Got my 880 yesterday and overall I'm pretty pleased. The software is SUPPOSED to be OS X-compatible but I had an absolute ***** of a time getting it and the Harmony website interface to work on my Powerbook G4, using either Firefox 2 or Safari. I finally gave up and went to the XP box in the bedroom and it worked fine. _*grumble grumble*_

Once I got things running smoothly, it was a breeze to tell the Harmony which devices I have and how I have them connected. The only thing I had to do was have the Harmony "learn" the 30-Second Slip command. Once I did that, it was golden. The buttons aren't quite as "solid"-feeling as I like. I prefer the semi-rubbery feel of the TiVo peanut and the D* remotes to the plasticky/clicky feel of the Harmony buttons, but the clear screen, the automatic lighting when you pick it up, and the incredible flexibility and ease of programming can't be beat.


----------



## eengert (Nov 16, 2005)

Twosted said:


> Here is the 550 version. It is called the 555


I have the 550. A few observations about the 555:

- It appears to have an orange backlight instead of the blue I have on my 550
- It has the same overall number of hard buttons, they're just configured differently
- The large up and down arrow buttons on the 550 are replaced on the 555 by the sound and picture buttons
- The sound and picture buttons on the 550 are replaced on the 555 by the green and red buttons
- The A and B buttons on the 550 are replaced on the 555 by the yellow and blue buttons

I really like the 550. Although the 555 has actual colored buttons to correspond the the buttons on the HR20 remote, their placement at the bottom of the remote would deter me from switching to the 555. Also, I have an HDTivo, and the colored buttons really don't relate to that box, or any other component I have in my HT, so it doesn't hold much appeal for me. However, if the colored buttons were swapped with the Picture and Sound buttons on the 555, I might consider it a nearly perfect remote for the HR20. I have setup my 550 for the HR20 as follows:

- Of course, I have all the colored buttons on the LCD page 2 as a backup to the hard buttons, but I prefer hard buttons when possible
- Since red and green are the most oft used of the color buttons, I've put those on the conveniently located large up and down buttons in the middle of the remote
- I rarely use yellow or blue, so I put those on the A and B buttons in the lower-right corner
- The Guide button is setup with a "macro" that sends two IR commands, which skips past the filter screen without my seeing it
- The Replay or Skip Back button is setup with a "macro" that sends two IR commands, which doubles the skip back time (I think when it's working properly, the skip back is 6 secs, so my remote skips back 12 secs)

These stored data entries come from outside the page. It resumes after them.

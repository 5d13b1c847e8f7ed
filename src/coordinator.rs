//! Price refresh jobs
//!
//! One [`PriceRefreshJob`] exists per Tibber home. It asks the provider
//! connection for the home's raw price map, buckets the prices into the local
//! "today" and "tomorrow" and publishes the result to its subscribers. A failed
//! refresh never clears or overwrites the last good result; the next tick of
//! the refresh loop simply tries again.

use crate::clock::Clock;
use crate::error::{PriceError, Result};
use crate::logging::{LogContext, StructuredLogger, get_logger_with_context};
use crate::tibber::{HomeInfo, HomePrices, ProviderConnection};
use async_trait::async_trait;
use chrono::{DateTime, FixedOffset, NaiveDateTime, SecondsFormat};
use chrono_tz::Tz;
use serde::{Deserialize, Serialize};
use std::sync::Arc;
use std::time::Duration;
use tokio::sync::{Mutex, watch};
use tokio::task::JoinHandle;
use tokio::time::{Instant, MissedTickBehavior, interval_at};
use tokio_stream::StreamExt;
use tokio_stream::wrappers::WatchStream;

/// Default cadence of the refresh loop
pub const DEFAULT_REFRESH_INTERVAL: Duration = Duration::from_secs(15 * 60);

/// One hourly price as exposed to consumers
#[derive(Debug, Clone, PartialEq, Serialize, Deserialize)]
pub struct ShapedPrice {
    /// Local ISO-8601 start of the hour
    #[serde(rename = "startsAt")]
    pub starts_at: String,
    /// Total price rounded to two decimals
    pub total: f64,
}

/// Outcome of one successful refresh
#[derive(Debug, Clone, PartialEq, Serialize, Deserialize)]
pub struct RefreshResult {
    pub today: Vec<ShapedPrice>,
    pub tomorrow: Vec<ShapedPrice>,
    pub currency: String,
}

/// Something that can be refreshed on demand and remembers its last good result
#[async_trait]
pub trait RefreshSource: Send + Sync {
    /// Fetch, reshape and publish; on error the previous result stays current
    async fn refresh(&self) -> Result<Arc<RefreshResult>>;

    /// Most recent successful result, if any
    fn latest(&self) -> Option<Arc<RefreshResult>>;
}

/// Receiver of newly published refresh results
pub trait PriceSubscriber: Send + Sync {
    fn on_new_result(&self, result: &RefreshResult);
}

/// Round the exact value of `value` to two decimals
pub fn round_price(value: f64) -> f64 {
    if !value.is_finite() {
        return value;
    }
    let rounded: f64 = format!("{value:.2}").parse().unwrap_or(value);
    if rounded == 0.0 { 0.0 } else { rounded }
}

/// Parse a provider timestamp; offset-less values are taken as UTC
pub fn parse_timestamp(value: &str) -> Result<DateTime<FixedOffset>> {
    DateTime::parse_from_rfc3339(value)
        .or_else(|_| {
            NaiveDateTime::parse_from_str(value, "%Y-%m-%dT%H:%M:%S%.f")
                .map(|naive| naive.and_utc().fixed_offset())
        })
        .map_err(|e| PriceError::Timestamp {
            value: value.to_string(),
            message: e.to_string(),
        })
}

/// Split raw prices into the local today and tomorrow of `now`
///
/// Prices on any other local date are dropped. Both lists are ordered by start
/// time.
pub fn shape_prices(prices: &HomePrices, now: DateTime<Tz>) -> Result<RefreshResult> {
    let tz = now.timezone();
    let today = now.date_naive();
    let tomorrow = today.succ_opt();

    let mut today_points = Vec::new();
    let mut tomorrow_points = Vec::new();

    for (starts_at, total) in &prices.price_total {
        let local = parse_timestamp(starts_at)?.with_timezone(&tz);
        let date = local.date_naive();
        if date == today {
            today_points.push((local, *total));
        } else if Some(date) == tomorrow {
            tomorrow_points.push((local, *total));
        }
    }

    Ok(RefreshResult {
        today: into_shaped(today_points),
        tomorrow: into_shaped(tomorrow_points),
        currency: prices.currency.clone(),
    })
}

fn into_shaped(mut points: Vec<(DateTime<Tz>, f64)>) -> Vec<ShapedPrice> {
    points.sort_by_key(|(starts_at, _)| *starts_at);
    points
        .into_iter()
        .map(|(starts_at, total)| ShapedPrice {
            starts_at: starts_at.to_rfc3339_opts(SecondsFormat::AutoSi, false),
            total: round_price(total),
        })
        .collect()
}

/// Periodic price refresh for a single home
pub struct PriceRefreshJob {
    name: String,
    home: HomeInfo,
    connection: Arc<dyn ProviderConnection>,
    clock: Arc<dyn Clock>,
    interval: Duration,
    updates: watch::Sender<Option<Arc<RefreshResult>>>,
    in_flight: Mutex<()>,
    logger: StructuredLogger,
}

impl PriceRefreshJob {
    pub fn new(
        home: HomeInfo,
        connection: Arc<dyn ProviderConnection>,
        clock: Arc<dyn Clock>,
        interval: Duration,
    ) -> Self {
        let logger = get_logger_with_context(
            LogContext::new("coordinator")
                .with_home_id(&home.home_id)
                .with_field("interval_s", interval.as_secs().to_string()),
        );
        let (updates, _) = watch::channel(None);
        Self {
            name: format!("Tibber Future Prices {}", home.home_id),
            home,
            connection,
            clock,
            interval,
            updates,
            in_flight: Mutex::new(()),
            logger,
        }
    }

    pub fn name(&self) -> &str {
        &self.name
    }

    pub const fn home(&self) -> &HomeInfo {
        &self.home
    }

    pub const fn interval(&self) -> Duration {
        self.interval
    }

    /// Watch channel carrying every successful result
    pub fn subscribe(&self) -> watch::Receiver<Option<Arc<RefreshResult>>> {
        self.updates.subscribe()
    }

    /// Initial synchronous run; a failure means the entry is not ready yet
    pub async fn first_refresh(&self) -> Result<Arc<RefreshResult>> {
        self.refresh().await.map_err(|e| {
            PriceError::not_ready(format!("first refresh of {} failed: {e}", self.name))
        })
    }

    async fn fetch_and_shape(&self) -> Result<RefreshResult> {
        let prices = self
            .connection
            .update_info_and_price_info(&self.home.home_id)
            .await?;

        if prices.is_empty() {
            self.logger.warn(
                "No price data received from Tibber. Keeping previous data if available.",
            );
            return Err(PriceError::no_price_data(&self.home.home_id));
        }

        shape_prices(&prices, self.clock.now())
    }
}

#[async_trait]
impl RefreshSource for PriceRefreshJob {
    async fn refresh(&self) -> Result<Arc<RefreshResult>> {
        let _in_flight = self.in_flight.lock().await;

        match self.fetch_and_shape().await {
            Ok(result) => {
                let result = Arc::new(result);
                self.logger.debug(&format!(
                    "Refreshed prices: {} today, {} tomorrow ({})",
                    result.today.len(),
                    result.tomorrow.len(),
                    result.currency
                ));
                self.updates.send_replace(Some(Arc::clone(&result)));
                Ok(result)
            }
            Err(e) => {
                self.logger.warn(&format!("Price refresh failed: {e}"));
                Err(e)
            }
        }
    }

    fn latest(&self) -> Option<Arc<RefreshResult>> {
        self.updates.borrow().clone()
    }
}

/// Run `job` every `job.interval()`, starting one interval from now
pub fn spawn_refresh_loop(job: Arc<PriceRefreshJob>) -> JoinHandle<()> {
    tokio::spawn(async move {
        let period = job.interval();
        let mut ticker = interval_at(Instant::now() + period, period);
        ticker.set_missed_tick_behavior(MissedTickBehavior::Delay);
        loop {
            ticker.tick().await;
            // Failures are logged by refresh; the next tick retries
            let _ = job.refresh().await;
        }
    })
}

/// Deliver every published result of `job` to `subscriber` until aborted
pub fn bind_subscriber(
    job: &PriceRefreshJob,
    subscriber: Arc<dyn PriceSubscriber>,
) -> JoinHandle<()> {
    let mut updates = WatchStream::new(job.subscribe());
    tokio::spawn(async move {
        while let Some(update) = updates.next().await {
            if let Some(result) = update {
                subscriber.on_new_result(&result);
            }
        }
    })
}

#[cfg(test)]
mod tests {
    use super::*;
    use chrono::TimeZone;
    use chrono_tz::Europe::Oslo;

    fn prices(entries: &[(&str, f64)]) -> HomePrices {
        HomePrices {
            currency: "NOK".to_string(),
            price_total: entries
                .iter()
                .map(|(k, v)| ((*k).to_string(), *v))
                .collect(),
        }
    }

    #[test]
    fn rounding_matches_two_decimals() {
        assert!((round_price(12.345) - 12.35).abs() < f64::EPSILON);
        assert!((round_price(0.2567) - 0.26).abs() < f64::EPSILON);
        assert!((round_price(1.234) - 1.23).abs() < f64::EPSILON);
        // Exact binary ties go to even; 2.675 is stored just below the tie
        assert!((round_price(0.125) - 0.12).abs() < f64::EPSILON);
        assert!((round_price(0.375) - 0.38).abs() < f64::EPSILON);
        assert!((round_price(2.675) - 2.67).abs() < f64::EPSILON);
        assert!((round_price(-0.001)).abs() < f64::EPSILON);
        assert!(round_price(f64::NAN).is_nan());
    }

    #[test]
    fn timestamps_parse_with_and_without_offset() {
        let with = parse_timestamp("2026-10-19T00:00:00.000+02:00").unwrap();
        assert_eq!(with.offset().local_minus_utc(), 7200);

        let naive = parse_timestamp("2026-10-19T00:00:00").unwrap();
        assert_eq!(naive.offset().local_minus_utc(), 0);

        assert!(matches!(
            parse_timestamp("yesterday"),
            Err(PriceError::Timestamp { .. })
        ));
    }

    #[test]
    fn prices_are_bucketed_by_local_date() {
        let now = Oslo.with_ymd_and_hms(2026, 10, 19, 12, 0, 0).unwrap();
        let raw = prices(&[
            ("2026-10-19T00:00:00.000+02:00", 1.111),
            ("2026-10-20T00:00:00.000+02:00", 2.222),
            ("2026-10-21T00:00:00.000+02:00", 3.333),
            ("2026-10-18T23:00:00.000+02:00", 4.444),
        ]);

        let result = shape_prices(&raw, now).unwrap();
        assert_eq!(result.today.len(), 1);
        assert_eq!(result.today[0].starts_at, "2026-10-19T00:00:00+02:00");
        assert!((result.today[0].total - 1.11).abs() < f64::EPSILON);
        assert_eq!(result.tomorrow.len(), 1);
        assert_eq!(result.tomorrow[0].starts_at, "2026-10-20T00:00:00+02:00");
        assert_eq!(result.currency, "NOK");
    }

    #[test]
    fn utc_timestamps_are_converted_to_local_day() {
        // 22:30 UTC on the 18th is 00:30 on the 19th in Oslo (CEST)
        let now = Oslo.with_ymd_and_hms(2026, 10, 19, 9, 0, 0).unwrap();
        let raw = prices(&[("2026-10-18T22:30:00Z", 0.5)]);
        let result = shape_prices(&raw, now).unwrap();
        assert_eq!(result.today.len(), 1);
        assert_eq!(result.today[0].starts_at, "2026-10-19T00:30:00+02:00");
    }

    #[test]
    fn buckets_are_sorted_by_start_time() {
        let now = Oslo.with_ymd_and_hms(2026, 10, 19, 12, 0, 0).unwrap();
        // Mixed offsets sort wrong lexicographically but right by instant
        let raw = prices(&[
            ("2026-10-19T03:00:00+02:00", 3.0),
            ("2026-10-19T00:30:00Z", 2.0),
            ("2026-10-19T01:00:00+02:00", 1.0),
        ]);
        let result = shape_prices(&raw, now).unwrap();
        let totals: Vec<f64> = result.today.iter().map(|p| p.total).collect();
        assert_eq!(totals, vec![1.0, 2.0, 3.0]);
    }

    #[test]
    fn bad_timestamp_fails_the_shaping() {
        let now = Oslo.with_ymd_and_hms(2026, 10, 19, 12, 0, 0).unwrap();
        let raw = prices(&[("not a time", 1.0)]);
        assert!(shape_prices(&raw, now).is_err());
    }

    #[test]
    fn shaped_price_serializes_with_provider_keys() {
        let price = ShapedPrice {
            starts_at: "2026-10-19T00:00:00+02:00".to_string(),
            total: 0.26,
        };
        let value = serde_json::to_value(&price).unwrap();
        assert_eq!(
            value,
            serde_json::json!({"startsAt": "2026-10-19T00:00:00+02:00", "total": 0.26})
        );
    }
}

By the way, I didn't have any trouble with the online database and having to tell it I was using the R15 or any workaround like that. I chose the HR20-700 that was in the database and that worked fine (except for the default skipback and skipfwd, which were sending rew and ff commands before I re-programmed them).


----------



## Reggie3 (Feb 20, 2006)

I use the up and down arrow buttons on my 880 to move the guide forward or back 12 hours. I had been thinking about adding the color buttons to the display and will do so now.


----------



## eengert (Nov 16, 2005)

Reggie3 said:


> I use the up and down arrow buttons on my 880 to move the guide forward or back 12 hours. I had been thinking about adding the color buttons to the display and will do so now.


That's exactly what mine do. They are actually the red and green buttons that you're using for that.


----------



## LameLefty (Sep 29, 2006)

Reggie3 said:


> I use the up and down arrow buttons on my 880 to move the guide forward or back 12 hours. I had been thinking about adding the color buttons to the display and will do so now.


I noticed that the online database actually has the colored buttons programmed in, they're just not setup to put them on the screen by default. That should be easy to take care of.


----------



## Twosted (Sep 18, 2006)

Reggie3 said:


> I use the up and down arrow buttons on my 880 to move the guide forward or back 12 hours. I had been thinking about adding the color buttons to the display and will do so now.


Here is a pic of the 895


----------



## rjc (Jan 26, 2006)

Can someone let us know how to program the 880 remote to be able to do the 30 second skip
Thanks


----------



## Twosted (Sep 18, 2006)

rjc said:


> Can someone let us know how to program the 880 remote to be able to do the 30 second skip
> Thanks


You have to teach it the command. It is discussed at length here:

http://www.dbstalk.com/showthread.php?t=63732&highlight=harmony+30


----------



## jsevinsk (Sep 14, 2006)

I've been thinking about buying the Harmony 880 remote. I like the features of it, but something is bothering me about the placement of the play/ff/rew/pause buttons. I've found that when the buttons are near the bottom, they are harder to reach with your thumb, and those buttons get used the most. If you own this remote, how do you feel about those buttons?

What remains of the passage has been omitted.